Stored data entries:
========

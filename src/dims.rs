//! BART dimension labels and the remapping between labeled and positional layout.
//!
//! BART addresses every array through 16 fixed positional dimensions. An array
//! whose axes carry [`BartDim`] labels can be in any axis order; the remapper
//! turns it into BART's order with a permute view (axes sorted by label id) and
//! a reshape view (singleton slots for every label the array does not use).

use std::fmt;

use tracing::debug;

use crate::store::{ArrayId, ArrayStore};
use crate::view::invert_permutation;
use crate::{BartError, Result, BART_DIMS};

/// The 16 canonical BART dimensions, in positional order.
#[derive(Debug, Clone, Copy, PartialEq, Eq, Hash, PartialOrd, Ord)]
#[repr(u8)]
pub enum BartDim {
    Read = 0,
    Phase1 = 1,
    Phase2 = 2,
    Coil = 3,
    Maps = 4,
    Te = 5,
    Coeff = 6,
    Coeff2 = 7,
    Iter = 8,
    Cshift = 9,
    Time = 10,
    Time2 = 11,
    Level = 12,
    Slice = 13,
    Avg = 14,
    Batch = 15,
}

impl BartDim {
    pub const ALL: [BartDim; BART_DIMS] = [
        BartDim::Read,
        BartDim::Phase1,
        BartDim::Phase2,
        BartDim::Coil,
        BartDim::Maps,
        BartDim::Te,
        BartDim::Coeff,
        BartDim::Coeff2,
        BartDim::Iter,
        BartDim::Cshift,
        BartDim::Time,
        BartDim::Time2,
        BartDim::Level,
        BartDim::Slice,
        BartDim::Avg,
        BartDim::Batch,
    ];

    /// Positional slot of this dimension in BART's layout.
    #[inline]
    pub fn id(self) -> usize {
        self as usize
    }

    pub fn from_id(id: usize) -> Option<Self> {
        Self::ALL.get(id).copied()
    }

    /// BART's name for the dimension (`READ`, `PHS1`, ...).
    pub fn name(self) -> &'static str {
        match self {
            BartDim::Read => "READ",
            BartDim::Phase1 => "PHS1",
            BartDim::Phase2 => "PHS2",
            BartDim::Coil => "COIL",
            BartDim::Maps => "MAPS",
            BartDim::Te => "TE",
            BartDim::Coeff => "COEFF",
            BartDim::Coeff2 => "COEFF2",
            BartDim::Iter => "ITER",
            BartDim::Cshift => "CSHIFT",
            BartDim::Time => "TIME",
            BartDim::Time2 => "TIME2",
            BartDim::Level => "LEVEL",
            BartDim::Slice => "SLICE",
            BartDim::Avg => "AVG",
            BartDim::Batch => "BATCH",
        }
    }
}

impl fmt::Display for BartDim {
    fn fmt(&self, f: &mut fmt::Formatter<'_>) -> fmt::Result {
        f.write_str(self.name())
    }
}

/// Check label count against `ndim` and that no label repeats.
pub(crate) fn validate_labels(labels: &[BartDim], ndim: usize) -> Result<()> {
    if labels.len() != ndim {
        return Err(BartError::LabelCountMismatch {
            expected: ndim,
            actual: labels.len(),
        });
    }
    let mut seen = 0u16;
    for &label in labels {
        let bit = 1u16 << label.id();
        if seen & bit != 0 {
            return Err(BartError::DuplicateLabel(label));
        }
        seen |= bit;
    }
    Ok(())
}

/// Axes of a labeled array, ordered by ascending label id.
fn sorted_axes(labels: &[BartDim]) -> Vec<usize> {
    let mut axes: Vec<usize> = (0..labels.len()).collect();
    axes.sort_by_key(|&axis| labels[axis].id());
    axes
}

/// View of `id` in BART's positional layout.
///
/// The axes are permuted into ascending label order and padded with singleton
/// slots up to the largest label id. Arrays without labels are returned
/// unchanged.
///
/// # Example
///
/// ```rust
/// use bart_ndarray::{to_bart_layout, ArrayStore, BartDim};
///
/// let mut store = ArrayStore::new();
/// let a = store.zeros(&[64, 128]).unwrap();
/// store.set_labels(a, &[BartDim::Time, BartDim::Read]).unwrap();
///
/// let bart = to_bart_layout(&mut store, a).unwrap();
/// assert_eq!(store.shape(bart).unwrap(), &[128, 1, 1, 1, 1, 1, 1, 1, 1, 1, 64]);
/// ```
pub fn to_bart_layout(store: &mut ArrayStore, id: ArrayId) -> Result<ArrayId> {
    let Some(labels) = store.labels(id)? else {
        debug!(?id, "no dimension labels, keeping positional order");
        return Ok(id);
    };
    let shape = store.shape(id)?.to_vec();
    let perm = sorted_axes(&labels);
    let permuted = store.permute(id, &perm)?;

    let max_slot = labels.iter().map(|l| l.id()).max().unwrap_or(0);
    let mut target = vec![1; max_slot + 1];
    for &axis in &perm {
        target[labels[axis].id()] = shape[axis];
    }
    store.reshape(permuted, &target)
}

/// Inverse of [`to_bart_layout`]: view of a BART-layout array `id` with one
/// axis per entry of `labels`, in that order.
///
/// Slots not named by `labels` must be singletons; missing trailing slots count
/// as singletons.
pub fn from_bart_layout(store: &mut ArrayStore, id: ArrayId, labels: &[BartDim]) -> Result<ArrayId> {
    if labels.is_empty() {
        return Err(BartError::EmptyShape);
    }
    validate_labels(labels, labels.len())?;
    let shape = store.shape(id)?.to_vec();
    let sorted = sorted_axes(labels);
    let compact_shape: Vec<usize> = sorted
        .iter()
        .map(|&axis| shape.get(labels[axis].id()).copied().unwrap_or(1))
        .collect();

    let stray = shape
        .iter()
        .enumerate()
        .any(|(slot, &extent)| extent != 1 && labels.iter().all(|l| l.id() != slot));
    if stray {
        return Err(BartError::ShapeMismatch(shape, compact_shape));
    }

    let compact = store.reshape(id, &compact_shape)?;
    store.permute(compact, &invert_permutation(&sorted))
}

impl ArrayStore {
    /// View with the axes labeled `selected`, in that order.
    ///
    /// Every other axis must be a singleton and is dropped.
    pub fn select_and_reorder_labels(&mut self, id: ArrayId, selected: &[BartDim]) -> Result<ArrayId> {
        validate_labels(selected, selected.len())?;
        let labels = self.require_labels(id)?;
        let position = |labels: &[BartDim], label: BartDim| {
            labels
                .iter()
                .position(|&l| l == label)
                .ok_or(BartError::UnknownLabel(label))
        };
        let axes = selected
            .iter()
            .map(|&label| position(&labels, label))
            .collect::<Result<Vec<_>>>()?;
        let view = self.select_dims(id, &axes)?;

        let view_labels = self.require_labels(view)?;
        let perm = selected
            .iter()
            .map(|&label| position(&view_labels, label))
            .collect::<Result<Vec<_>>>()?;
        self.permute(view, &perm)
    }
}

========

- [Task]:
Each entry above has to be transcribed exactly as it appears.

- [Worked solution]:
filename src/dims.rs
//! BART dimension labels and the remapping between labeled and positional layout.
//!
//! BART addresses every array through 16 fixed positional dimensions. An array
//! whose axes carry [`BartDim`] labels can be in any axis order; the remapper
//! turns it into BART's order with a permute view (axes sorted by label id) and
//! a reshape view (singleton slots for every label the array does not use).

use std::fmt;

use tracing::debug;

use crate::store::{ArrayId, ArrayStore};
use crate::view::invert_permutation;
use crate::{BartError, Result, BART_DIMS};

/// The 16 canonical BART dimensions, in positional order.
#[derive(Debug, Clone, Copy, PartialEq, Eq, Hash, PartialOrd, Ord)]
#[repr(u8)]
pub enum BartDim {
    Read = 0,
    Phase1 = 1,
    Phase2 = 2,
    Coil = 3,
    Maps = 4,
    Te = 5,
    Coeff = 6,
    Coeff2 = 7,
    Iter = 8,
    Cshift = 9,
    Time = 10,
    Time2 = 11,
    Level = 12,
    Slice = 13,
    Avg = 14,
    Batch = 15,
}

impl BartDim {
    pub const ALL: [BartDim; BART_DIMS] = [
        BartDim::Read,
        BartDim::Phase1,
        BartDim::Phase2,
        BartDim::Coil,
        BartDim::Maps,
        BartDim::Te,
        BartDim::Coeff,
        BartDim::Coeff2,
        BartDim::Iter,
        BartDim::Cshift,
        BartDim::Time,
        BartDim::Time2,
        BartDim::Level,
        BartDim::Slice,
        BartDim::Avg,
        BartDim::Batch,
    ];

    /// Positional slot of this dimension in BART's layout.
    #[inline]
    pub fn id(self) -> usize {
        self as usize
    }

    pub fn from_id(id: usize) -> Option<Self> {
        Self::ALL.get(id).copied()
    }

    /// BART's name for the dimension (`READ`, `PHS1`, ...).
    pub fn name(self) -> &'static str {
        match self {
            BartDim::Read => "READ",
            BartDim::Phase1 => "PHS1",
            BartDim::Phase2 => "PHS2",
            BartDim::Coil => "COIL",
            BartDim::Maps => "MAPS",
            BartDim::Te => "TE",
            BartDim::Coeff => "COEFF",
            BartDim::Coeff2 => "COEFF2",
            BartDim::Iter => "ITER",
            BartDim::Cshift => "CSHIFT",
            BartDim::Time => "TIME",
            BartDim::Time2 => "TIME2",
            BartDim::Level => "LEVEL",
            BartDim::Slice => "SLICE",
            BartDim::Avg => "AVG",
            BartDim::Batch => "BATCH",
        }
    }
}

impl fmt::Display for BartDim {
    fn fmt(&self, f: &mut fmt::Formatter<'_>) -> fmt::Result {
        f.write_str(self.name())
    }
}

/// Check label count against `ndim` and that no label repeats.
pub(crate) fn validate_labels(labels: &[BartDim], ndim: usize) -> Result<()> {
    if labels.len() != ndim {
        return Err(BartError::LabelCountMismatch {
            expected: ndim,
            actual: labels.len(),
        });
    }
    let mut seen = 0u16;
    for &label in labels {
        let bit = 1u16 << label.id();
        if seen & bit != 0 {
            return Err(BartError::DuplicateLabel(label));
        }
        seen |= bit;
    }
    Ok(())
}

/// Axes of a labeled array, ordered by ascending label id.
fn sorted_axes(labels: &[BartDim]) -> Vec<usize> {
    let mut axes: Vec<usize> = (0..labels.len()).collect();
    axes.sort_by_key(|&axis| labels[axis].id());
    axes
}

/// View of `id` in BART's positional layout.
///
/// The axes are permuted into ascending label order and padded with singleton
/// slots up to the largest label id. Arrays without labels are returned
/// unchanged.
///
/// # Example
///
/// ```rust
/// use bart_ndarray::{to_bart_layout, ArrayStore, BartDim};
///
/// let mut store = ArrayStore::new();
/// let a = store.zeros(&[64, 128]).unwrap();
/// store.set_labels(a, &[BartDim::Time, BartDim::Read]).unwrap();
///
/// let bart = to_bart_layout(&mut store, a).unwrap();
/// assert_eq!(store.shape(bart).unwrap(), &[128, 1, 1, 1, 1, 1, 1, 1, 1, 1, 64]);
/// ```
pub fn to_bart_layout(store: &mut ArrayStore, id: ArrayId) -> Result<ArrayId> {
    let Some(labels) = store.labels(id)? else {
        debug!(?id, "no dimension labels, keeping positional order");
        return Ok(id);
    };
    let shape = store.shape(id)?.to_vec();
    let perm = sorted_axes(&labels);
    let permuted = store.permute(id, &perm)?;

    let max_slot = labels.iter().map(|l| l.id()).max().unwrap_or(0);
    let mut target = vec![1; max_slot + 1];
    for &axis in &perm {
        target[labels[axis].id()] = shape[axis];
    }
    store.reshape(permuted, &target)
}

/// Inverse of [`to_bart_layout`]: view of a BART-layout array `id` with one
/// axis per entry of `labels`, in that order.
///
/// Slots not named by `labels` must be singletons; missing trailing slots count
/// as singletons.
pub fn from_bart_layout(store: &mut ArrayStore, id: ArrayId, labels: &[BartDim]) -> Result<ArrayId> {
    if labels.is_empty() {
        return Err(BartError::EmptyShape);
    }
    validate_labels(labels, labels.len())?;
    let shape = store.shape(id)?.to_vec();
    let sorted = sorted_axes(labels);
    let compact_shape: Vec<usize> = sorted
        .iter()
        .map(|&axis| shape.get(labels[axis].id()).copied().unwrap_or(1))
        .collect();

    let stray = shape
        .iter()
        .enumerate()
        .any(|(slot, &extent)| extent != 1 && labels.iter().all(|l| l.id() != slot));
    if stray {
        return Err(BartError::ShapeMismatch(shape, compact_shape));
    }

    let compact = store.reshape(id, &compact_shape)?;
    store.permute(compact, &invert_permutation(&sorted))
}

impl ArrayStore {
    /// View with the axes labeled `selected`, in that order.
    ///
    /// Every other axis must be a singleton and is dropped.
    pub fn select_and_reorder_labels(&mut self, id: ArrayId, selected: &[BartDim]) -> Result<ArrayId> {
        validate_labels(selected, selected.len())?;
        let labels = self.require_labels(id)?;
        let position = |labels: &[BartDim], label: BartDim| {
            labels
                .iter()
                .position(|&l| l == label)
                .ok_or(BartError::UnknownLabel(label))
        };
        let axes = selected
            .iter()
            .map(|&label| position(&labels, label))
            .collect::<Result<Vec<_>>>()?;
        let view = self.select_dims(id, &axes)?;

        let view_labels = self.require_labels(view)?;
        let perm = selected
            .iter()
            .map(|&label| position(&view_labels, label))
            .collect::<Result<Vec<_>>>()?;
        self.permute(view, &perm)
    }
}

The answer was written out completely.